Input:
impl SharedConnection {
    /// Spawn the connection actor and start its first connection attempt.
    ///
    /// Returns immediately; callers observe readiness through the status
    /// watch (see [`wait_connected`](Self::wait_connected)). The task keeps
    /// retrying on its own until [`disconnect`](Self::disconnect).
    pub(crate) fn open(
        base_url: String,
        timeouts: QueueLinkTimeouts,
        options: ConnectionOptions,
        event_handlers: EventHandlers,
    ) -> Self {
        let (cmd_tx, cmd_rx) = mpsc::channel::<ConnCmd>(CMD_CHANNEL_CAPACITY);
        let connected = Arc::new(AtomicBool::new(false));
        let (status_tx, status_rx) = watch::channel(ConnectionStatus {
            state: ConnectionState::Connecting,
            last_error: None,
        });

        let event_buffer = options.event_buffer.max(1);
        let send_timeout = timeouts.send_timeout;
        let connected_clone = connected.clone();

        let task = tokio::spawn(connection_task(
            cmd_rx,
            base_url,
            timeouts,
            options,
            event_handlers,
            connected_clone,
            status_tx,
        ));

        Self {
            cmd_tx,
            connected,
            status_rx,
            next_handler_id: Arc::new(AtomicU64::new(1)),
            event_buffer,
            send_timeout,
            _task: task,
        }
    }

    /// Whether the channel is currently open and acknowledged.
    pub(crate) fn is_connected(&self) -> bool {
        self.connected.load(Ordering::Relaxed)
    }

    /// Snapshot of the connection state and last error.
    pub(crate) fn status(&self) -> ConnectionStatus {
        self.status_rx.borrow().clone()
    }

    /// A receiver for connection status transitions.
    pub(crate) fn watch_status(&self) -> watch::Receiver<ConnectionStatus> {
        self.status_rx.clone()
    }

    /// Wait until the in-flight attempt settles: `Connected`, or `Failed`
    /// with its error captured in the status.
    ///
    /// Returns `Ok(None)` if `limit` expired while still connecting. `Err`
    /// only if the connection task is gone.
    pub(crate) async fn wait_settled(&self, limit: Duration) -> Result<Option<ConnectionStatus>> {
        let mut status_rx = self.status_rx.clone();
        let wait = status_rx.wait_for(|s| {
            matches!(
                s.state,
                ConnectionState::Connected | ConnectionState::Failed
            )
        });
        if QueueLinkTimeouts::is_no_timeout(limit) {
            wait.await
                .map(|status| Some((*status).clone()))
                .map_err(|_| QueueLinkError::InternalError("Connection task stopped".to_string()))
        } else {
            match tokio::time::timeout(limit, wait).await {
                Ok(Ok(status)) => Ok(Some((*status).clone())),
                Ok(Err(_)) => Err(QueueLinkError::InternalError(
                    "Connection task stopped".to_string(),
                )),
                Err(_) => Ok(None),
            }
        }
    }

    /// Wait until the `Connected` state is reached.
    ///
    /// Returns `Ok(true)` once connected, `Ok(false)` if `limit` expired
    /// first; callers map the timeout to their own error. `Err` only if the
    /// connection task is gone.
    pub(crate) async fn wait_connected(&self, limit: Duration) -> Result<bool> {
        let mut status_rx = self.status_rx.clone();
        if status_rx.borrow().state == ConnectionState::Connected {
            return Ok(true);
        }
        let wait = status_rx.wait_for(|s| s.state == ConnectionState::Connected);
        if QueueLinkTimeouts::is_no_timeout(limit) {
            wait.await
                .map(|_| true)
                .map_err(|_| QueueLinkError::InternalError("Connection task stopped".to_string()))
        } else {
            match tokio::time::timeout(limit, wait).await {
                Ok(Ok(_)) => Ok(true),
                Ok(Err(_)) => Err(QueueLinkError::InternalError(
                    "Connection task stopped".to_string(),
                )),
                Err(_) => Ok(false),
            }
        }
    }

    /// Attach a handler to `topic` and return its receive handle.
    pub(crate) async fn subscribe(&self, topic: Topic) -> Result<Subscription> {
        let handler_id = self.next_handler_id.fetch_add(1, Ordering::Relaxed);
        let (event_tx, event_rx) = mpsc::channel(self.event_buffer);
        let (result_tx, result_rx) = oneshot::channel();

        self.cmd_tx
            .send(ConnCmd::Subscribe {
                topic: topic.clone(),
                handler_id,
                event_tx,
                result_tx,
            })
            .await
            .map_err(|_| {
                QueueLinkError::InternalError("Connection task is not running".to_string())
            })?;

        result_rx.await.map_err(|_| {
            QueueLinkError::InternalError(
                "Connection task dropped before confirming subscribe".to_string(),
            )
        })??;

        Ok(Subscription::new(
            topic,
            handler_id,
            self.cmd_tx.clone(),
            event_rx,
        ))
    }

    /// Remove a whole topic from the registry. No-op if absent.
    ///
    /// Resolves only after the registry has been updated, so no message
    /// arriving afterwards can reach the removed handlers.
    pub(crate) async fn unsubscribe(&self, topic: &Topic) -> Result<()> {
        let (result_tx, result_rx) = oneshot::channel();
        self.cmd_tx
            .send(ConnCmd::UnsubscribeTopic {
                topic: topic.clone(),
                result_tx,
            })
            .await
            .map_err(|_| {
                QueueLinkError::InternalError("Connection task is not running".to_string())
            })?;
        result_rx.await.map_err(|_| {
            QueueLinkError::InternalError(
                "Connection task dropped before confirming unsubscribe".to_string(),
            )
        })
    }

    /// Remove every topic from the registry.
    pub(crate) async fn unsubscribe_all(&self) -> Result<()> {
        let (result_tx, result_rx) = oneshot::channel();
        self.cmd_tx
            .send(ConnCmd::UnsubscribeAll { result_tx })
            .await
            .map_err(|_| {
                QueueLinkError::InternalError("Connection task is not running".to_string())
            })?;
        result_rx.await.map_err(|_| {
            QueueLinkError::InternalError(
                "Connection task dropped before confirming unsubscribe".to_string(),
            )
        })
    }

    /// Send a serialized payload to a topic.
    ///
    /// Fails with `NotConnectedError` while the channel is down; outbound
    /// messages are never queued. Subscription state is untouched either way.
    pub(crate) async fn publish(&self, topic: &Topic, body: String) -> Result<()> {
        if !self.is_connected() {
            return Err(QueueLinkError::NotConnectedError);
        }
        let (result_tx, result_rx) = oneshot::channel();
        self.cmd_tx
            .send(ConnCmd::Publish {
                topic: topic.clone(),
                body,
                result_tx,
            })
            .await
            .map_err(|_| {
                QueueLinkError::InternalError("Connection task is not running".to_string())
            })?;

        let reply = if QueueLinkTimeouts::is_no_timeout(self.send_timeout) {
            result_rx.await
        } else {
            match tokio::time::timeout(self.send_timeout, result_rx).await {
                Ok(reply) => reply,
                Err(_) => {
                    return Err(QueueLinkError::TimeoutError(format!(
                        "Publish not confirmed within {:?}",
                        self.send_timeout
                    )))
                }
            }
        };
        reply.map_err(|_| {
            QueueLinkError::InternalError(
                "Connection task dropped before confirming publish".to_string(),
            )
        })?
    }

    /// Gracefully disconnect: unsubscribe everything, close the socket, stop
    /// the task. Waits briefly for the `Disconnected` state so callers
    /// observe a settled connection.
    pub(crate) async fn disconnect(&self) {
        let _ = self.cmd_tx.send(ConnCmd::Shutdown).await;
        let mut status_rx = self.status_rx.clone();
        let _ = tokio::time::timeout(
            Duration::from_secs(5),
            status_rx.wait_for(|s| s.state == ConnectionState::Disconnected),
        )
        .await;
    }
}

impl Drop for SharedConnection {
    fn drop(&mut self) {
        // Best-effort shutdown signal.
        let _ = self.cmd_tx.try_send(ConnCmd::Shutdown);
    }
}

// ── WebSocket helpers ───────────────────────────────────────────────────────

/// Derive the WebSocket URL from the HTTP base URL and endpoint path.
fn resolve_ws_url(base_url: &str, ws_path: &str) -> Result<String> {
    let trimmed = base_url.trim_end_matches('/');
    let ws_base = if let Some(rest) = trimmed.strip_prefix("https://") {
        format!("wss://{}", rest)
    } else if let Some(rest) = trimmed.strip_prefix("http://") {
        format!("ws://{}", rest)
    } else if trimmed.starts_with("ws://") || trimmed.starts_with("wss://") {
        trimmed.to_string()
    } else {
        return Err(QueueLinkError::ConfigurationError(format!(
            "Unsupported base URL scheme: {}",
            base_url
        )));
    };
    let path = if ws_path.starts_with('/') {
        ws_path.to_string()
    } else {
        format!("/{}", ws_path)
    };
    Ok(format!("{}{}", ws_base, path))
}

Task instructions: Using the records above, select and copy every line that has the word "until".

Solution to the exercise:
    /// retrying on its own until [`disconnect`](Self::disconnect).
    /// Wait until the in-flight attempt settles: `Connected`, or `Failed`
    /// Wait until the `Connected` state is reached.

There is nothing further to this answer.